Klötze l Das wird die Klötzer erfreuen: Das mehrere Hektar große Areal der Weinkellerei samt den darauf befindlichen Gebäuden soll neu belebt werden. Bereits vor einem Jahr hat der Klötzer Tobias Zeplin das Grundstück erworben, benötigte jedoch einige Zeit, um seine Vorstellungen über die künftige Nutzung der riesigen Fläche zu planen. Jetzt gibt es konkrete Ansätze für eine dauerhafte Bewirtschaftung. Entsprechende Anträge sind eingereicht worden, wie der Investor gegenüber der Volksstimme Auskunft erteilte. Was dort am Kleinbahnhof zukünftig entstehen soll und auch über den Kaufpreis schweigt sich Tobias Zeplin aber aus.

Die ehemalige Altmärker Fruchtsaft- und Weinkellerei wurde bis zur Wende als Volkseigener Betrieb geführt, anschließend übernahm ein neuer Privateigentümer das Unternehmen, musste die Produktion jedoch einstellen. Das Areal verwaiste. Lediglich eine Obstannahmestelle für ein Diesdorfer Unternehmen blieb dort ansässig. Die Annahmestelle wird jedoch Ende August in das ehemalige Milchwerk in der Poppauer Straße verlagert.
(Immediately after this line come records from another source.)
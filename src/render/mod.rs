//! Canvas2D rendering of simulation frames (wasm32 only)
//!
//! The simulations hand over plain data; these functions turn it into
//! `CanvasRenderingContext2d` calls. No game logic lives here.

pub mod field;
pub mod game;

pub use field::draw_field;
pub use game::draw_game;
//! Runner Game: the trash-can obstacle arcade mini-game
//!
//! A raccoon runs right (the world scrolls left), jumping over procedurally
//! sized trash cans. Speed and spawn cadence tighten as the score climbs,
//! harder still in dark mode. All gameplay logic lives here and is pure:
//! fixed timestep, seeded RNG, no rendering or platform dependencies.

pub mod background;
pub mod collision;
pub mod state;
pub mod tick;

pub use background::{Building, Skyline};
pub use collision::{Aabb, obstacle_hitbox, player_hitbox};
pub use state::{GameState, Obstacle, Phase, Player};
pub use tick::{TickInput, tick};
Und auch einem Ärgernis der vergangenen Monate setzt Tobias Zeplin ein Ende. Sogenannte wilde Partys auf dem Gelände sind, wie auch das unbefugte Betreten des Areals, strikt untersagt. Wer die Warnhinweise dennoch missachtet, riskiert eine Strafanzeige, so Zeplin. Schließlich ist er für die Sicherheit auf dem Grundstück verantwortlich.